Boston schools to reflect on city’s violent past with desegregation

By Elizabeth Barber

BOSTON (Reuters) – Four decades after a U.S. judge ordered Boston to desegregate its schools, sparking a wave of violent protest, the incident is set to formally become a part of the history curriculum in the city’s public schools.

While Boston Public Schools have long included desegregation and race relations in history and social studies courses, the lessons have largely focused on events in the southeastern United States.

“We’re not going to let Boston off the hook any longer,” Kerry Dunne, director of history and social studies at the Boston Public Schools, said on Monday. The decision, announced internally earlier this month, calls for the local lessons to begin in September.

In 1974, a federal court in Boston ruled that public schools in the Massachusetts capital were in violation of the 1965 Racial Imbalance Act and needed to even out classroom demographics by busing students to schools outside their neighborhoods.

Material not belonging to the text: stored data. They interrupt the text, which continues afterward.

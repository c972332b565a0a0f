//
// Copyright 2020 bplist Developers
//
// Licensed under the Apache License, Version 2.0, <LICENSE-APACHE or
// http://apache.org/licenses/LICENSE-2.0> or the MIT license <LICENSE-MIT or
// http://opensource.org/licenses/MIT>, at your option. This file may not be
// copied, modified, or distributed except according to those terms.
//

//! # Bounds-checked byte cursor.
//!
//! `ByteSource` is the thin seek/read abstraction the reader drives the
//! object-table scan and the header/trailer reads through. It owns no data;
//! it borrows the whole document buffer and only ever hands back sub-slices
//! of it, so a read past the end is always caught here rather than panicking
//! deeper in a `nom` combinator.

use crate::error::{Error, Result};

pub struct ByteSource<'a> {
    data: &'a [u8],
    pos: usize,
}

impl<'a> ByteSource<'a> {
    pub fn new(data: &'a [u8]) -> Self {
        ByteSource { data, pos: 0 }
    }

    /// Total length of the underlying buffer.
    pub fn len(&self) -> usize {
        self.data.len()
    }

    /// Current absolute position of the cursor.
    pub fn position(&self) -> usize {
        self.pos
    }

    /// Moves the cursor to an absolute offset. Fails if the offset is past
    /// the end of the buffer.
    pub fn seek(&mut self, offset: usize) -> Result<()> {
        if offset > self.data.len() {
            return Err(Error::Eof);
        }
        self.pos = offset;
        Ok(())
    }

    /// The unread remainder of the buffer, from the current cursor position.
    pub fn remaining(&self) -> &'a [u8] {
        &self.data[self.pos..]
    }

    /// Reads exactly `n` bytes and advances the cursor past them.
    pub fn read_exact(&mut self, n: usize) -> Result<&'a [u8]> {
        let end = self.pos.checked_add(n).ok_or(Error::Eof)?;
        if end > self.data.len() {
            return Err(Error::Eof);
        }
        let slice = &self.data[self.pos..end];
        self.pos = end;
        Ok(slice)
    }

    /// Advances the cursor by `consumed` bytes, as measured by the
    /// difference between a slice handed out by `remaining` and the residual
    /// slice a `nom` parser returned after reading from it.
    pub fn advance_to(&mut self, residual: &'a [u8]) {
        let consumed = self.remaining().len() - residual.len();
        self.pos += consumed;
    }

    pub fn is_at_end(&self) -> bool {
        self.pos >= self.data.len()
    }
}

#[cfg(test)]
mod tests {
    use super::*;

    #[test]
    fn test_read_exact_advances_cursor() {
        let mut source = ByteSource::new(&[1, 2, 3, 4]);
        assert_eq!(source.read_exact(2).unwrap(), &[1, 2]);
        assert_eq!(source.position(), 2);
        assert_eq!(source.read_exact(2).unwrap(), &[3, 4]);
        assert!(source.is_at_end());
    }

    #[test]
    fn test_read_exact_past_end_is_eof() {
        let mut source = ByteSource::new(&[1, 2]);
        assert_eq!(source.read_exact(3), Err(Error::Eof));
    }

    #[test]
    fn test_seek_past_end_is_eof() {
        let mut source = ByteSource::new(&[1, 2]);
        assert_eq!(source.seek(3), Err(Error::Eof));
    }

    #[test]
    fn test_advance_to_tracks_consumed_bytes() {
        let mut source = ByteSource::new(&[1, 2, 3, 4, 5]);
        let residual = &source.remaining()[3..];
        source.advance_to(residual);
        assert_eq!(source.position(), 3);
    }
}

The order met with sometimes violent responses, with some residents of white-dominated areas throwing bricks at buses loaded with black students and some white parents refusing to send their children to schools in majority black areas.

The new curriculum will confront not just the 1974 ruling, but it will teach that segregation in Boston was a slow boil, beginning with discriminatory housing practices decades earlier that divided the city by race, said Dunne. It will also show that inequality between races is still an insidious problem in Boston, she said.

“Our schools are not fully desegregated,” said Dunne. “This is a long journey.”

Boston was one of dozens of U.S. cities to see waves of protests following decisions by grand juries last year not to indict white police officers after they killed unarmed black men in Ferguson, Missouri and New York City while trying to arrest them.

“Young people in Boston are really needing to understand not just Ferguson, but also how racism works in Boston,” said Donna Bivens, project director of theBoston Busing/Desegregation Project, a local education group focused on the issue. “What’s happening elsewhere in the country is happening here, even if it’s subtler.”

The new curriculum will roll out next school year, but teachers are encouraged to offer one lesson on Boston busing now in commemoration of the 40th anniversary of the court order, said Dunne.

Boston did away with what was left of its 1974 busing system in 2013, in an effort to cut students’ commutes.